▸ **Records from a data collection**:

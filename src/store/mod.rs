//! In-memory reference implementation of [`VolumeManager`].
//!
//! [`MemoryVolumeStore`] keeps one tenant's volumes and snapshots in primary
//! maps with secondary indices by node, location, and source volume. All of
//! them live behind a single mutex, so every mutation updates every index
//! atomically. Nothing is persisted beyond the process.

mod inventory;
mod registry;

use std::sync::{Arc, Mutex, MutexGuard, PoisonError};

use thiserror::Error;
use tracing::{debug, warn};

use crate::identifier::{IdentifierError, ResourceId};
use crate::volume::{
    AttachOptions, DetachOptions, ManagerFuture, Snapshot, SnapshotOptions, Volume, VolumeManager,
    VolumeOptions,
};

use inventory::Inventory;

pub use registry::StoreRegistry;

/// Errors raised by [`MemoryVolumeStore`].
#[derive(Clone, Debug, Error, Eq, PartialEq)]
pub enum StoreError {
    /// Raised when an argument is malformed.
    #[error("invalid argument: {0}")]
    InvalidArgument(String),
    /// Raised when a volume is attached to a different node already.
    #[error("volume {volume_id} is already attached to {node_id}")]
    AlreadyAttached {
        /// Volume handle.
        volume_id: String,
        /// Node currently holding the volume.
        node_id: String,
    },
    /// Raised by [`MemoryVolumeStore::check_invariants`] when two indices
    /// disagree.
    #[error("inventory inconsistent: {0}")]
    Inconsistent(String),
}

impl From<IdentifierError> for StoreError {
    fn from(value: IdentifierError) -> Self {
        Self::InvalidArgument(value.to_string())
    }
}

/// One tenant's volumes and snapshots, held in memory.
///
/// Clones share the same inventory.
#[derive(Clone, Debug)]
pub struct MemoryVolumeStore {
    tenant: String,
    default_location: String,
    inventory: Arc<Mutex<Inventory>>,
}

impl MemoryVolumeStore {
    /// Creates an empty store. Volumes created without an explicit location
    /// land in `default_location`.
    #[must_use]
    pub fn new(tenant: impl Into<String>, default_location: impl Into<String>) -> Self {
        Self {
            tenant: tenant.into(),
            default_location: default_location.into(),
            inventory: Arc::new(Mutex::new(Inventory::default())),
        }
    }

    /// Tenant owning the store.
    #[must_use]
    pub fn tenant(&self) -> &str {
        &self.tenant
    }

    /// Location used when creation options name none.
    #[must_use]
    pub fn default_location(&self) -> &str {
        &self.default_location
    }

    // Critical sections never leave the indices half-updated, so a poisoned
    // lock still guards a consistent inventory.
    fn lock(&self) -> MutexGuard<'_, Inventory> {
        self.inventory.lock().unwrap_or_else(PoisonError::into_inner)
    }

    /// Audits the cross-index invariants.
    ///
    /// # Errors
    ///
    /// Returns [`StoreError::Inconsistent`] describing the first violation.
    pub fn check_invariants(&self) -> Result<(), StoreError> {
        self.lock().check().map_err(StoreError::Inconsistent)
    }

    fn attach(
        &self,
        volume_id: &str,
        node_id: &str,
        options: &AttachOptions,
    ) -> Result<bool, StoreError> {
        let volume = ResourceId::decode(volume_id)?;
        let node = ResourceId::decode(node_id)?;
        if !volume.same_scope(&node) {
            return Err(StoreError::InvalidArgument(format!(
                "node {node} is not in location {} of volume {volume}",
                volume.scope()
            )));
        }
        let device = options.device.trim();
        if device.is_empty() {
            return Err(StoreError::InvalidArgument(String::from(
                "attach options must name a device",
            )));
        }
        let attached = self.lock().attach_volume(&volume, &node, device)?;
        if attached {
            debug!(tenant = %self.tenant, volume_id, node_id, device, "volume attached");
        } else {
            warn!(tenant = %self.tenant, volume_id, "volume not found; nothing attached");
        }
        Ok(attached)
    }

    fn detach(&self, volume_id: &str, options: &DetachOptions) -> Result<bool, StoreError> {
        let volume = ResourceId::decode(volume_id)?;
        if let Some(node_id) = options.filter().node_id.as_deref() {
            ResourceId::decode(node_id)?;
        }
        let detached = self.lock().detach_volume(&volume, options);
        if detached {
            debug!(tenant = %self.tenant, volume_id, "volume detached");
        } else {
            warn!(tenant = %self.tenant, volume_id, "no matching attachment; nothing detached");
        }
        Ok(detached)
    }
}

impl VolumeManager for MemoryVolumeStore {
    type Error = StoreError;

    fn list_volumes(&self) -> ManagerFuture<'_, Vec<Volume>, Self::Error> {
        Box::pin(async move { Ok(self.lock().volumes()) })
    }

    fn list_volumes_in_location<'a>(
        &'a self,
        location_id: &'a str,
    ) -> ManagerFuture<'a, Vec<Volume>, Self::Error> {
        Box::pin(async move { Ok(self.lock().volumes_in_location(location_id)) })
    }

    fn list_volumes_for_node<'a>(
        &'a self,
        node_id: &'a str,
    ) -> ManagerFuture<'a, Vec<Volume>, Self::Error> {
        Box::pin(async move {
            let node = ResourceId::decode(node_id)?;
            Ok(self.lock().volumes_for_node(&node))
        })
    }

    fn get_volume<'a>(&'a self, id: &'a str) -> ManagerFuture<'a, Option<Volume>, Self::Error> {
        Box::pin(async move {
            let volume = ResourceId::decode(id)?;
            Ok(self.lock().volume(&volume))
        })
    }

    fn create_volume<'a>(
        &'a self,
        name: &'a str,
        options: &'a VolumeOptions,
    ) -> ManagerFuture<'a, Option<Volume>, Self::Error> {
        Box::pin(async move {
            let created = self
                .lock()
                .create_volume(name, options, &self.default_location)?;
            match created.as_ref() {
                Some(volume) => {
                    debug!(tenant = %self.tenant, volume_id = %volume.id, "volume created");
                }
                None => {
                    warn!(tenant = %self.tenant, "source snapshot not found; no volume created");
                }
            }
            Ok(created)
        })
    }

    fn remove_volume<'a>(&'a self, id: &'a str) -> ManagerFuture<'a, bool, Self::Error> {
        Box::pin(async move {
            let volume = ResourceId::decode(id)?;
            Ok(self.lock().remove_volume(&volume))
        })
    }

    fn attach_volume<'a>(
        &'a self,
        volume_id: &'a str,
        node_id: &'a str,
        options: &'a AttachOptions,
    ) -> ManagerFuture<'a, bool, Self::Error> {
        Box::pin(async move { self.attach(volume_id, node_id, options) })
    }

    fn detach_volume<'a>(
        &'a self,
        volume_id: &'a str,
        options: &'a DetachOptions,
    ) -> ManagerFuture<'a, bool, Self::Error> {
        Box::pin(async move { self.detach(volume_id, options) })
    }

    fn list_snapshots(&self) -> ManagerFuture<'_, Vec<Snapshot>, Self::Error> {
        Box::pin(async move { Ok(self.lock().snapshots()) })
    }

    fn list_snapshots_in_location<'a>(
        &'a self,
        location_id: &'a str,
    ) -> ManagerFuture<'a, Vec<Snapshot>, Self::Error> {
        Box::pin(async move { Ok(self.lock().snapshots_in_location(location_id)) })
    }

    fn list_snapshots_for_volume<'a>(
        &'a self,
        volume_id: &'a str,
    ) -> ManagerFuture<'a, Vec<Snapshot>, Self::Error> {
        Box::pin(async move {
            let volume = ResourceId::decode(volume_id)?;
            Ok(self.lock().snapshots_for_volume(&volume))
        })
    }

    fn get_snapshot<'a>(
        &'a self,
        id: &'a str,
    ) -> ManagerFuture<'a, Option<Snapshot>, Self::Error> {
        Box::pin(async move {
            let snapshot = ResourceId::decode(id)?;
            Ok(self.lock().snapshot(&snapshot))
        })
    }

    fn create_snapshot<'a>(
        &'a self,
        volume_id: &'a str,
        options: &'a SnapshotOptions,
    ) -> ManagerFuture<'a, Option<Snapshot>, Self::Error> {
        Box::pin(async move {
            let volume = ResourceId::decode(volume_id)?;
            let created = self.lock().create_snapshot(&volume, options)?;
            if created.is_none() {
                warn!(tenant = %self.tenant, volume_id, "volume not found; no snapshot taken");
            }
            Ok(created)
        })
    }

    fn delete_snapshot<'a>(&'a self, id: &'a str) -> ManagerFuture<'a, bool, Self::Error> {
        Box::pin(async move {
            let snapshot = ResourceId::decode(id)?;
            Ok(self.lock().delete_snapshot(&snapshot))
        })
    }
}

▸ **WORK TASK**: Above are some records; copy each line there that contains "Result".

▸ **RESPONSE TO THE TASK**:
    pub fn check_invariants(&self) -> Result<(), StoreError> {
    ) -> Result<bool, StoreError> {
    fn detach(&self, volume_id: &str, options: &DetachOptions) -> Result<bool, StoreError> {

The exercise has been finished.